Critique de The eye - Ils l’ont puisé à l’encre de leur yeux...
Par : Damien Taymans

En 2006, les réalisateurs David Moreau et Xavier Palud nous avaient régalés avec leur fameux Ils, prouvant du même coup qu’il n’était pas besoin de disposer de tonnes d’euros pour arriver à faire peur et que le cinéma français ne se portait pas si mal que ça en la matière. Bien entendu, de nombreux réals tricolores l’ont appris à leurs dépens, il n’est pas aisé de faire son beurre dans la patrie de la comédie franchouillarde où l’on toise de haut (peut-être encore davantage que dans les autres pays) les créations touchant au monde du fantastique. Alexandre Aja l’a compris et a émigré aux States tout comme Eric Valette pour One missed call. C’est également le cas de nos deux bonhommes qui firent un long voyage pour flatter quelque peu l’oncle Sam…

Le cas Aja est à part. Le remake du métrage La colline a des yeux de Wes Craven a marqué les Américains (bien qu’il ne m’ait pas moi complètement convaincu) au point que notre cher Alexandre a été propulsé sur le remake de Into the Mirror, film coréen et serait pressenti pour le remake de Piranha de Joe Dante. L’expérience de Moreau et Palud, également aux prises d’un remake d’un film asiatique (The eye des frères Pang), a pris une tournure un peu plus dramatique. Ecartés du tournage pour cause d’un montage peu enclin à faire bander les Amerloques, les deux trublions sont remplacés sur le champ par un jeune réal (Dracula 2000, La voix des morts 2) et monteur Patrick Lussier qui dut s’employer à refaire intégralement le montage en y incluant deux ou trois nouvelles scènes.

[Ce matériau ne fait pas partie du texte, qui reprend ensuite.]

//! Parts catalog lookups used by the serial codec.
//!
//! Every field of a serial past the schema version is an index into one of
//! the catalog's categories, written with a bit width that depends on the
//! schema version. The catalog answers three questions: how wide a category
//! is at a version, which asset an index names, and which part category a
//! balance uses for its part list.
//!
//! [`SerialDb`] is the JSON-backed implementation. It is built once, then
//! shared read-only (usually behind an `Arc`) by every serial.

use serde::Deserialize;
use std::collections::{HashMap, HashSet};
use std::fmt;
use std::fs::File;
use std::io::{BufReader, Read};
use std::path::{Path, PathBuf};

use flate2::read::GzDecoder;

use crate::config::{CatalogConfig, ConfigError};

/// Balance (item archetype) category
pub const BALANCE_CATEGORY: &str = "InventoryBalanceData";
/// Inventory data (item sub type) category
pub const SUB_TYPE_CATEGORY: &str = "InventoryData";
/// Manufacturer category
pub const SOURCE_CATEGORY: &str = "ManufacturerData";
/// Generic parts, which is where enchantments live
pub const ENCHANTMENT_CATEGORY: &str = "InventoryGenericPartData";

/// Schema versions are stored in 7 bits
pub const MAX_SCHEMA_VERSION: u8 = 0x7F;

/// Widest index field a category may declare
pub const MAX_INDEX_BITS: u8 = 32;

/// Errors that can occur while loading a catalog
#[derive(Debug, thiserror::Error)]
pub enum CatalogError {
    #[error("Failed to read {path}: {source}")]
    Io {
        path: PathBuf,
        source: std::io::Error,
    },

    #[error("Failed to parse catalog JSON: {0}")]
    Json(#[from] serde_json::Error),

    #[error(transparent)]
    Config(#[from] ConfigError),

    #[error("Catalog contains no categories")]
    Empty,

    #[error("Category {0} has no bit widths")]
    NoVersions(String),

    #[error("Category {category} lists version {version}, above the 7-bit maximum")]
    VersionTooLarge { category: String, version: u8 },

    #[error("Category {category} declares {bits}-bit indices at version {version}, above the 32-bit maximum")]
    WidthTooLarge {
        category: String,
        version: u8,
        bits: u8,
    },
}

/// Read-only lookups the serial codec depends on
pub trait PartsCatalog: Send + Sync + fmt::Debug {
    /// Highest schema version any category knows about
    fn max_version(&self) -> u8;

    /// Bit width of `category` indices at `version`, or `None` if the
    /// category is unknown
    fn bits_for(&self, category: &str, version: u8) -> Option<u8>;

    /// Asset name at a 1-based `index`; `0` never names anything
    fn part_name(&self, category: &str, index: u32) -> Option<&str>;

    /// Inverse of [`PartsCatalog::part_name`]
    fn part_index(&self, category: &str, name: &str) -> Option<u32>;

    /// Part category holding the part list for a balance
    fn part_key(&self, balance: &str) -> Option<&str>;

    /// English name for a balance
    fn display_name(&self, _balance: &str) -> Option<&str> {
        None
    }

    /// Whether items of this sub type may carry enchantments
    fn is_enchantable(&self, _sub_type: &str) -> bool {
        true
    }
}

#[derive(Debug, Clone, Copy, PartialEq, Eq, Deserialize)]
struct VersionWidth {
    version: u8,
    bits: u8,
}

#[derive(Debug, Deserialize)]
struct RawCategory {
    versions: Vec<VersionWidth>,
    #[serde(default)]
    assets: Vec<String>,
}

#[derive(Debug, Clone)]
struct CategoryTable {
    /// Sorted by version
    versions: Vec<VersionWidth>,
    assets: Vec<String>,
    index_by_name: HashMap<String, u32>,
}

impl CategoryTable {
    fn new(name: &str, mut versions: Vec<VersionWidth>, assets: Vec<String>) -> Result<Self, CatalogError> {
        if versions.is_empty() {
            return Err(CatalogError::NoVersions(name.to_string()));
        }
        if let Some(bad) = versions.iter().find(|v| v.version > MAX_SCHEMA_VERSION) {
            return Err(CatalogError::VersionTooLarge {
                category: name.to_string(),
                version: bad.version,
            });
        }
        if let Some(bad) = versions.iter().find(|v| v.bits > MAX_INDEX_BITS) {
            return Err(CatalogError::WidthTooLarge {
                category: name.to_string(),
                version: bad.version,
                bits: bad.bits,
            });
        }
        versions.sort_by_key(|v| v.version);

        // First occurrence wins for duplicated asset names
        let mut index_by_name = HashMap::with_capacity(assets.len());
        for (i, asset) in assets.iter().enumerate() {
            index_by_name.entry(asset.clone()).or_insert(i as u32 + 1);
        }

        Ok(Self {
            versions,
            assets,
            index_by_name,
        })
    }

    fn bits_for(&self, version: u8) -> u8 {
        let mut bits = self.versions[0].bits;
        for entry in &self.versions {
            if entry.version > version {
                break;
            }
            bits = entry.bits;
        }
        bits
    }

    fn max_version(&self) -> u8 {
        self.versions.last().map_or(0, |v| v.version)
    }
}

/// Catalog loaded from the serial database and its companion name maps
#[derive(Debug, Clone, Default)]
pub struct SerialDb {
    categories: HashMap<String, CategoryTable>,
    max_version: u8,
    /// Lower-cased balance path (no object suffix) -> English name
    display_names: HashMap<String, String>,
    /// Lower-cased `path.Object` balance -> part category
    part_keys: HashMap<String, String>,
    /// Lower-cased sub types allowed to carry enchantments; `None` allows all
    enchantable: Option<HashSet<String>>,
}

fn open_data_file(path: &Path) -> Result<Box<dyn Read>, CatalogError> {
    let file = File::open(path).map_err(|source| CatalogError::Io {
        path: path.to_path_buf(),
        source,
    })?;
    let reader = BufReader::new(file);
    if path.extension().is_some_and(|ext| ext == "gz") {
        Ok(Box::new(GzDecoder::new(reader)))
    } else {
        Ok(Box::new(reader))
    }
}

fn read_json_file<T: serde::de::DeserializeOwned>(path: &Path) -> Result<T, CatalogError> {
    let reader = open_data_file(path)?;
    Ok(serde_json::from_reader(reader)?)
}

/// Key used by the balance -> part category map
fn part_key_lookup(balance: &str) -> String {
    if balance.contains('.') {
        balance.to_lowercase()
    } else {
        let object = balance.rsplit('/').next().unwrap_or(balance);
        format!("{}.{}", balance, object).to_lowercase()
    }
}

/// Key used by the balance -> English name map
fn display_name_lookup(balance: &str) -> String {
    balance
        .rsplit_once('.')
        .map_or(balance, |(path, _)| path)
        .to_lowercase()
}

fn lowercase_keys(map: HashMap<String, String>) -> HashMap<String, String> {
    map.into_iter().map(|(k, v)| (k.to_lowercase(), v)).collect()
}

impl SerialDb {
    /// Start building a catalog programmatically
    pub fn builder() -> SerialDbBuilder {
        SerialDbBuilder::default()
    }

    fn from_raw(raw: HashMap<String, RawCategory>) -> Result<Self, CatalogError> {
        if raw.is_empty() {
            return Err(CatalogError::Empty);
        }

        let mut categories = HashMap::with_capacity(raw.len());
        for (name, category) in raw {
            let table = CategoryTable::new(&name, category.versions, category.assets)?;
            categories.insert(name, table);
        }
        let max_version = categories
            .values()
            .map(CategoryTable::max_version)
            .max()
            .unwrap_or(0);

        Ok(Self {
            categories,
            max_version,
            ..Self::default()
        })
    }

    /// Parse the serial database JSON
    pub fn from_json(json: &str) -> Result<Self, CatalogError> {
        Self::from_raw(serde_json::from_str(json)?)
    }

    /// Load the serial database from a `.json` or `.json.gz` file
    pub fn from_file(path: &Path) -> Result<Self, CatalogError> {
        Self::from_raw(read_json_file(path)?)
    }

    /// Load everything a config points at
    pub fn load(config: &CatalogConfig) -> Result<Self, CatalogError> {
        let mut db = Self::from_file(&config.serial_db_path()?)?;
        if let Some(path) = config.balance_names_path()? {
            db = db.with_display_names(read_json_file(&path)?);
        }
        if let Some(path) = config.part_keys_path()? {
            db = db.with_part_keys(read_json_file(&path)?);
        }
        if let Some(types) = &config.enchantable_types {
            db = db.with_enchantable(types.iter().cloned());
        }

        tracing::info!(
            categories = db.categories.len(),
            max_version = db.max_version,
            part_keys = db.part_keys.len(),
            "loaded serial catalog"
        );
        Ok(db)
    }

    /// Attach the balance -> English name map
    pub fn with_display_names(mut self, names: HashMap<String, String>) -> Self {
        self.display_names = lowercase_keys(names);
        self
    }

    /// Attach the balance -> part category map
    pub fn with_part_keys(mut self, keys: HashMap<String, String>) -> Self {
        self.part_keys = lowercase_keys(keys);
        self
    }

    /// Restrict enchantments to the given sub types
    pub fn with_enchantable<I, S>(mut self, sub_types: I) -> Self
    where
        I: IntoIterator<Item = S>,
        S: AsRef<str>,
    {
        self.enchantable = Some(
            sub_types
                .into_iter()
                .map(|s| s.as_ref().to_lowercase())
                .collect(),
        );
        self
    }

    /// Names of all categories
    pub fn categories(&self) -> impl Iterator<Item = &str> {
        self.categories.keys().map(String::as_str)
    }

    /// Number of assets in a category
    pub fn asset_count(&self, category: &str) -> Option<usize> {
        self.categories.get(category).map(|t| t.assets.len())
    }
}

impl PartsCatalog for SerialDb {
    fn max_version(&self) -> u8 {
        self.max_version
    }

    fn bits_for(&self, category: &str, version: u8) -> Option<u8> {
        self.categories.get(category).map(|t| t.bits_for(version))
    }

    fn part_name(&self, category: &str, index: u32) -> Option<&str> {
        if index == 0 {
            return None;
        }
        self.categories
            .get(category)?
            .assets
            .get(index as usize - 1)
            .map(String::as_str)
    }

    fn part_index(&self, category: &str, name: &str) -> Option<u32> {
        self.categories
            .get(category)?
            .index_by_name
            .get(name)
            .copied()
    }

    fn part_key(&self, balance: &str) -> Option<&str> {
        self.part_keys
            .get(&part_key_lookup(balance))
            .map(String::as_str)
    }

    fn display_name(&self, balance: &str) -> Option<&str> {
        self.display_names
            .get(&display_name_lookup(balance))
            .map(String::as_str)
    }

    fn is_enchantable(&self, sub_type: &str) -> bool {
        self.enchantable
            .as_ref()
            .map_or(true, |types| types.contains(&sub_type.to_lowercase()))
    }
}

/// Programmatic [`SerialDb`] construction
#[derive(Debug, Default)]
pub struct SerialDbBuilder {
    categories: HashMap<String, RawCategory>,
    display_names: HashMap<String, String>,
    part_keys: HashMap<String, String>,
    enchantable: Option<Vec<String>>,
}

impl SerialDbBuilder {
    /// Register a category with `(version, bits)` pairs and its assets in index order
    pub fn category<I, S>(mut self, name: &str, versions: &[(u8, u8)], assets: I) -> Self
    where
        I: IntoIterator<Item = S>,
        S: Into<String>,
    {
        let versions = versions
            .iter()
            .map(|&(version, bits)| VersionWidth { version, bits })
            .collect();
        self.categories.insert(
            name.to_string(),
            RawCategory {
                versions,
                assets: assets.into_iter().map(Into::into).collect(),
            },
        );
        self
    }

    pub fn part_key(mut self, balance: &str, key: &str) -> Self {
        self.part_keys
            .insert(part_key_lookup(balance), key.to_string());
        self
    }

    pub fn display_name(mut self, balance: &str, name: &str) -> Self {
        self.display_names
            .insert(display_name_lookup(balance), name.to_string());
        self
    }

    pub fn enchantable(mut self, sub_type: &str) -> Self {
        self.enchantable
            .get_or_insert_with(Vec::new)
            .push(sub_type.to_string());
        self
    }

    pub fn build(self) -> Result<SerialDb, CatalogError> {
        let mut db = SerialDb::from_raw(self.categories)?
            .with_display_names(self.display_names)
            .with_part_keys(self.part_keys);
        if let Some(types) = self.enchantable {
            db = db.with_enchantable(types);
        }
        Ok(db)
    }
}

Réaliser un remake n’est pas toujours évident. D’un côté il s’agit d’une tâche moins ardue que les autres puisqu’il suffit de reprendre les éléments d’une autre œuvre pour les réimplanter temporellement (La maison de l’horreur, La colline a des yeux) ou géographiquement (le métrage qui nous concerne). D’un autre côté, le remake induit implicitement l’obligation de le comparer à l’œuvre dont il s’inspire. Dès lors, les spectateurs envisagent le remake comme un pillage prémédité et les critiques comme une facilité qu’il faut détruire. Quoi qu’il en soit, il n’est jamais évident d’être tout à fait objectif lorsqu’on regarde un film pareil car il faut se dénuer de tout apriori, mission impossible vous en conviendrez.

Personnellement, marqué par la réussite du film originel des frères Pang, je ne peux m’empêcher d’effectuer des comparaisons incessantes entre les deux œuvres qui, selon moi, doivent s’éclairer mutuellement pour livrer une chronique complète. Moreau et Palud n’ont pas réellement effectué de choix entre les deux solutions qui se présentaient à eux : ou bien faire un copié/collé pur et simple ou bien amplifier l’œuvre en lui donnant un ton propre et personnel. Ainsi, dans ce métrage, de très nombreuses scènes sont de profondes imitations au plan près du film originel (la scène de l’hôpital) tandis que quelques ajouts viennent agrémenter le tout (la surprise de l’appartement).

Scénaristiquement, le film tient la route puisqu’il suit exactement la trame de l’œuvre dont il s’inspire. Quelques ajustement profondément américains viendront parsemer le tout (la donneuse de cornée n’est pas en province asiatique bien sûr mais au Mexique) pour rendre le film plus digeste et légitimer la création de ce remake inutile.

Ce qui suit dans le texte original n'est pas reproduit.